Edwin Bowman Lyon (1892–1971) was an American major general. In 1916, he joined the Pancho Villa Expedition. He was also active in World War II. In 1943, he became the commander of the Antilles Air Force and a year later he was a commander of 75th Flying Training Wing at Fort Myers, Florida. After the war, in 1945, he commanded an Army Garrison Forces at Oahu, Hawaii and later became deputy commander at the Army Air Forces in the Pacific Ocean.

==Early life==
Edwin Lyon was born in 1892 at Las Cruces, New Mexico. In 1915 he graduated from the United States Military Academy and was appointed as a second lieutenant of Cavalry on June 12 of the same year. The same year he served at 7th Cavalry at Douglas, Arizona. He joined the Pancho Villa Expedition into Mexico in March 1916 and in December of the same year, was recruited to the Aviation Section of the Signal Corps at San Diego, California where he worked as a recorder. In September 1918 he graduated from the Bombardment School at Ellington Field, Texas, and then went to Aracadia, Florida to study gunnery. In November of the same year he was given a job at Garden City, Florida, to train a heavy aircraft group, after which he relocated himself to Mitchel Field, New York. Next year, as a general, he went to California where he was stationed at the Presidio of San Francisco.

==Career==
On July 1, 1920, he was relocated again, this time to the Air Service, and a month later became an instructor at the U.S. Military Academy. In August 1921 he was chosen to be an air officer at the First Corps Area at Boston, Massachusetts. Two years later, at Langley Field, Virginia, he was welcomed at the Air Service Tactical School. From that school he graduated three years later and became an instructor there for two years. In June 1927 he graduated from Command and General Staff School at Fort Leavenworth, Kansas, and then worked as Chief of Air Corps.

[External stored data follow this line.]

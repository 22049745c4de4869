//! Состояние мастера создания плана ТО и его производные

use super::step::WizardStep;
use crate::domain::a002_equipment::Equipment;
use crate::domain::a004_pm_plan::{Frequency, PmPlanDto, PmPlanItem};
use crate::domain::common::AggregateId;
use crate::shared::validation::{FieldError, FieldErrors};
use chrono::NaiveDate;
use serde::{Deserialize, Serialize};

/// Строка оборудования в мастере
#[derive(Debug, Clone, PartialEq, Eq, Serialize, Deserialize, Default)]
pub struct WizardEquipmentRow {
    pub equipment_id: String,
    pub equipment_code: String,
    pub equipment_name: String,
    pub factory_id: String,
    pub checklist_template_id: Option<String>,
    pub planned_date: Option<NaiveDate>,
}

impl WizardEquipmentRow {
    pub fn from_equipment(e: &Equipment) -> Self {
        Self {
            equipment_id: e.base.id.as_string(),
            equipment_code: e.base.code.clone(),
            equipment_name: e.base.description.clone(),
            factory_id: e.factory_id.clone(),
            checklist_template_id: None,
            planned_date: None,
        }
    }

    pub fn has_checklist(&self) -> bool {
        self.checklist_template_id
            .as_deref()
            .map(|id| !id.is_empty())
            .unwrap_or(false)
    }

    pub fn is_complete(&self) -> bool {
        self.has_checklist() && self.planned_date.is_some()
    }
}

/// Сводка по строкам для шага «Проверка»
#[derive(Debug, Clone, Copy, PartialEq, Eq, Default)]
pub struct DraftSummary {
    pub total_rows: usize,
    pub complete_rows: usize,
    pub missing_checklist: usize,
    pub missing_date: usize,
}

/// Черновик плана ТО, который заполняется по шагам
#[derive(Debug, Clone, PartialEq, Default)]
pub struct PmPlanDraft {
    pub step: WizardStep,

    // Реквизиты
    pub name: String,
    pub factory_id: String,
    pub comment: String,

    // Расписание
    pub frequency: Option<Frequency>,
    pub start_date: Option<NaiveDate>,
    pub end_date: Option<NaiveDate>,
    pub default_checklist_id: Option<String>,
    pub default_planned_date: Option<NaiveDate>,

    // Оборудование
    pub rows: Vec<WizardEquipmentRow>,
}

impl PmPlanDraft {
    pub fn new() -> Self {
        Self::default()
    }

    /// Ошибки полей конкретного шага
    pub fn step_errors(&self, step: WizardStep) -> Vec<FieldError> {
        let mut errors = FieldErrors::new();
        match step {
            WizardStep::Metadata => {
                errors
                    .required("name", &self.name, "Наименование")
                    .required_ref("factory_id", Some(self.factory_id.as_str()), "завод");
            }
            WizardStep::Scheduling => {
                if self.frequency.is_none() {
                    errors.push("frequency", "Выберите периодичность");
                }
                match (self.start_date, self.end_date) {
                    (None, _) => {
                        errors.push("start_date", "Укажите дату начала");
                    }
                    (Some(start), Some(end)) if end < start => {
                        errors.push("end_date", "Дата окончания раньше даты начала");
                    }
                    _ => {}
                }
            }
            WizardStep::Equipment => {
                if self.rows.is_empty() {
                    errors.push("rows", "Добавьте хотя бы одну единицу оборудования");
                }
            }
            WizardStep::Review => {
                let summary = self.summary();
                if summary.missing_checklist > 0 {
                    errors.push(
                        "rows",
                        format!("Не назначен чек-лист: {} строк", summary.missing_checklist),
                    );
                }
                if summary.missing_date > 0 {
                    errors.push(
                        "rows",
                        format!("Не указана плановая дата: {} строк", summary.missing_date),
                    );
                }
            }
        }
        errors.into_vec()
    }

    /// Можно ли уйти дальше с указанного шага
    pub fn can_proceed_from(&self, step: WizardStep) -> bool {
        match step {
            WizardStep::Review => self.is_complete(),
            _ => self.step_errors(step).is_empty(),
        }
    }

    /// Можно ли уйти дальше с текущего шага
    pub fn can_proceed(&self) -> bool {
        self.can_proceed_from(self.step)
    }

    /// Все строки заполнены: чек-лист и плановая дата есть у каждой
    pub fn is_complete(&self) -> bool {
        !self.rows.is_empty() && self.rows.iter().all(|r| r.is_complete())
    }

    /// Можно ли отправить план
    pub fn can_submit(&self) -> bool {
        WizardStep::all().iter().all(|s| self.can_proceed_from(*s))
    }

    /// Перейти на следующий шаг, если текущий заполнен
    pub fn next(&mut self) -> bool {
        if !self.can_proceed() {
            return false;
        }
        match self.step.next() {
            Some(next) => {
                if next == WizardStep::Review {
                    self.apply_defaults();
                }
                self.step = next;
                true
            }
            None => false,
        }
    }

    /// Вернуться на шаг назад (всегда возможно, кроме первого шага)
    pub fn back(&mut self) -> bool {
        match self.step.prev() {
            Some(prev) => {
                self.step = prev;
                true
            }
            None => false,
        }
    }

    /// Перейти на произвольный шаг, если все предыдущие заполнены
    pub fn go_to(&mut self, step: WizardStep) -> bool {
        let reachable = WizardStep::all()
            .iter()
            .take_while(|s| **s < step)
            .all(|s| self.can_proceed_from(*s));
        if reachable {
            if step == WizardStep::Review {
                self.apply_defaults();
            }
            self.step = step;
        }
        reachable
    }

    /// Сменить завод: строки чужого оборудования удаляются
    pub fn set_factory(&mut self, factory_id: &str) {
        if self.factory_id == factory_id {
            return;
        }
        self.factory_id = factory_id.to_string();
        self.rows.retain(|r| r.factory_id == factory_id);
    }

    /// Добавить оборудование (повторно не добавляется, чужой завод отклоняется)
    pub fn add_equipment(&mut self, row: WizardEquipmentRow) -> bool {
        if row.factory_id != self.factory_id || self.contains(&row.equipment_id) {
            return false;
        }
        self.rows.push(row);
        true
    }

    pub fn remove_equipment(&mut self, equipment_id: &str) {
        self.rows.retain(|r| r.equipment_id != equipment_id);
    }

    pub fn contains(&self, equipment_id: &str) -> bool {
        self.rows.iter().any(|r| r.equipment_id == equipment_id)
    }

    /// Добавить/убрать оборудование по флажку
    pub fn toggle_equipment(&mut self, row: WizardEquipmentRow) {
        if self.contains(&row.equipment_id) {
            self.remove_equipment(&row.equipment_id);
        } else {
            self.add_equipment(row);
        }
    }

    pub fn set_row_checklist(&mut self, equipment_id: &str, checklist_id: Option<String>) {
        if let Some(row) = self.rows.iter_mut().find(|r| r.equipment_id == equipment_id) {
            row.checklist_template_id = checklist_id.filter(|c| !c.is_empty());
        }
    }

    pub fn set_row_date(&mut self, equipment_id: &str, date: Option<NaiveDate>) {
        if let Some(row) = self.rows.iter_mut().find(|r| r.equipment_id == equipment_id) {
            row.planned_date = date;
        }
    }

    /// Заполнить пустые чек-листы и даты значениями по умолчанию
    pub fn apply_defaults(&mut self) {
        let checklist = self.default_checklist_id.clone().filter(|c| !c.is_empty());
        let date = self.default_planned_date.or(self.start_date);
        for row in &mut self.rows {
            if !row.has_checklist() {
                row.checklist_template_id = checklist.clone();
            }
            if row.planned_date.is_none() {
                row.planned_date = date;
            }
        }
    }

    pub fn rows_missing_checklist(&self) -> Vec<&WizardEquipmentRow> {
        self.rows.iter().filter(|r| !r.has_checklist()).collect()
    }

    pub fn rows_missing_date(&self) -> Vec<&WizardEquipmentRow> {
        self.rows.iter().filter(|r| r.planned_date.is_none()).collect()
    }

    pub fn summary(&self) -> DraftSummary {
        DraftSummary {
            total_rows: self.rows.len(),
            complete_rows: self.rows.iter().filter(|r| r.is_complete()).count(),
            missing_checklist: self.rows_missing_checklist().len(),
            missing_date: self.rows_missing_date().len(),
        }
    }

    /// DTO для `POST /api/pm_plan`
    pub fn to_dto(&self) -> PmPlanDto {
        PmPlanDto {
            id: None,
            code: None,
            description: self.name.trim().to_string(),
            factory_id: self.factory_id.clone(),
            frequency: self.frequency.unwrap_or_default(),
            start_date: self.start_date,
            end_date: self.end_date,
            default_checklist_id: self.default_checklist_id.clone(),
            default_planned_date: self.default_planned_date,
            items: self
                .rows
                .iter()
                .map(|r| PmPlanItem {
                    equipment_id: r.equipment_id.clone(),
                    checklist_template_id: r.checklist_template_id.clone(),
                    planned_date: r.planned_date,
                })
                .collect(),
            comment: Some(self.comment.trim().to_string()).filter(|c| !c.is_empty()),
        }
    }
}

#[cfg(test)]
mod tests {
    use super::*;

    fn d(day: u32) -> NaiveDate {
        NaiveDate::from_ymd_opt(2024, 6, day).unwrap()
    }

    fn row(id: &str, factory: &str) -> WizardEquipmentRow {
        WizardEquipmentRow {
            equipment_id: id.into(),
            equipment_code: id.to_uppercase(),
            equipment_name: format!("Насос {}", id),
            factory_id: factory.into(),
            ..Default::default()
        }
    }

    fn filled_draft() -> PmPlanDraft {
        let mut draft = PmPlanDraft::new();
        draft.name = "Осмотр насосов".into();
        draft.set_factory("f1");
        draft.frequency = Some(Frequency::Monthly);
        draft.start_date = Some(d(1));
        draft.default_checklist_id = Some("cl-1".into());
        draft.add_equipment(row("eq-1", "f1"));
        draft.add_equipment(row("eq-2", "f1"));
        draft
    }

    #[test]
    fn test_metadata_step_requires_name_and_factory() {
        let mut draft = PmPlanDraft::new();
        assert!(!draft.can_proceed());
        assert!(!draft.next());
        draft.name = "План".into();
        assert!(!draft.can_proceed());
        draft.set_factory("f1");
        assert!(draft.next());
        assert_eq!(draft.step, WizardStep::Scheduling);
    }

    #[test]
    fn test_scheduling_step_checks_dates() {
        let mut draft = filled_draft();
        draft.step = WizardStep::Scheduling;
        draft.end_date = Some(d(1) - chrono::Duration::days(1));
        let errors = draft.step_errors(WizardStep::Scheduling);
        assert_eq!(errors[0].field, "end_date");
        assert!(!draft.next());
        draft.end_date = None;
        draft.frequency = None;
        assert!(!draft.can_proceed());
    }

    #[test]
    fn test_go_to_requires_previous_steps() {
        let mut draft = PmPlanDraft::new();
        assert!(draft.go_to(WizardStep::Metadata));
        assert!(!draft.go_to(WizardStep::Equipment));
        assert_eq!(draft.step, WizardStep::Metadata);

        let mut draft = filled_draft();
        assert!(draft.go_to(WizardStep::Review));
        assert_eq!(draft.step, WizardStep::Review);
        assert!(draft.back());
        assert_eq!(draft.step, WizardStep::Equipment);
    }

    #[test]
    fn test_apply_defaults_fills_only_empty() {
        let mut draft = filled_draft();
        draft.set_row_checklist("eq-2", Some("cl-2".into()));
        draft.set_row_date("eq-2", Some(d(20)));
        draft.apply_defaults();
        assert_eq!(draft.rows[0].checklist_template_id.as_deref(), Some("cl-1"));
        assert_eq!(draft.rows[0].planned_date, Some(d(1)));
        assert_eq!(draft.rows[1].checklist_template_id.as_deref(), Some("cl-2"));
        assert_eq!(draft.rows[1].planned_date, Some(d(20)));
    }

    #[test]
    fn test_review_requires_complete_rows() {
        let mut draft = filled_draft();
        draft.default_checklist_id = None;
        draft.go_to(WizardStep::Review);
        let summary = draft.summary();
        assert_eq!(summary.total_rows, 2);
        assert_eq!(summary.missing_checklist, 2);
        assert_eq!(summary.missing_date, 0);
        assert!(!draft.can_submit());

        draft.set_row_checklist("eq-1", Some("cl-1".into()));
        draft.set_row_checklist("eq-2", Some("cl-1".into()));
        assert!(draft.is_complete());
        assert!(draft.can_submit());
    }

    #[test]
    fn test_factory_change_drops_foreign_rows() {
        let mut draft = filled_draft();
        assert!(!draft.add_equipment(row("eq-9", "f2")));
        assert!(!draft.add_equipment(row("eq-1", "f1")));
        draft.set_factory("f2");
        assert!(draft.rows.is_empty());
        assert!(draft.add_equipment(row("eq-9", "f2")));
    }

    #[test]
    fn test_toggle_equipment() {
        let mut draft = filled_draft();
        draft.toggle_equipment(row("eq-1", "f1"));
        assert!(!draft.contains("eq-1"));
        draft.toggle_equipment(row("eq-1", "f1"));
        assert!(draft.contains("eq-1"));
    }

    #[test]
    fn test_to_dto() {
        let mut draft = filled_draft();
        draft.apply_defaults();
        let dto = draft.to_dto();
        assert_eq!(dto.description, "Осмотр насосов");
        assert_eq!(dto.frequency, Frequency::Monthly);
        assert_eq!(dto.items.len(), 2);
        assert_eq!(dto.items[0].checklist_template_id.as_deref(), Some("cl-1"));
        assert!(dto.comment.is_none());
        assert!(dto.validate_fields().is_empty());
    }
}
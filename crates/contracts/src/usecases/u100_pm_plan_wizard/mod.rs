pub mod draft;
pub mod step;

pub use draft::{DraftSummary, PmPlanDraft, WizardEquipmentRow};
pub use step::WizardStep;

use crate::usecases::common::UseCaseMetadata;

pub struct PmPlanWizard;

impl UseCaseMetadata for PmPlanWizard {
    fn usecase_index() -> &'static str {
        "u100"
    }

    fn usecase_name() -> &'static str {
        "pm_plan_wizard"
    }

    fn display_name() -> &'static str {
        "Мастер создания плана ТО"
    }

    fn description() -> &'static str {
        "Пошаговое создание плана ТО: реквизиты, расписание, оборудование, проверка"
    }
}

#[cfg(test)]
mod tests {
    use super::*;

    #[test]
    fn test_full_name() {
        assert_eq!(PmPlanWizard::full_name(), "u100_pm_plan_wizard");
    }
}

In July 1929, he was commanding the 25th Bombardment Squadron at the Panama Canal. Two years later Lyon got enrolled into the Army War College, and next year graduated from it with honours. He then worked as the War Department General Staff till he became an assistant commandant in August 1936 at the Air Corps Primary Flying School at Randolph Field, Texas. In 1940 he attended Basic Flying School at Moffett Field, California and next year received a title of commanding officer of the West Coast Air Corps Training Center. In 1943 he became a commander of the Antilles Air Task Force and a year later he was a commander of 75th Flying Training Wing at Fort Myers, Florida. In May of the same year he was a commanding general at the Army Air Forces Training Command at Laredo, Texas.

==Post War era==
In 1945 he was given a task to command an Army Garrison Forces at Oahu, Hawaii and in July of the same year became deputy commander at the Army Air Forces in the Pacific Ocean. He was then a commander of the Sixth Air Service Area Command and a month later became a commander of the Army Air Forces in the Mid Pacific. Exactly year later, he came back to the headquarters of the Army Air Forces and then got a job as Air Materiel Command at Wright Field, Ohio. In July of the same year he came back to the headquarters of the Army Air Forces as chief of the Army Air Forces Officers Selection Branch. He retired in December 1952 with the Legion of Merit and the Air Medal. He died in Washington, D.C., on August 12, 1971, and was buried at Arlington National Cemetery.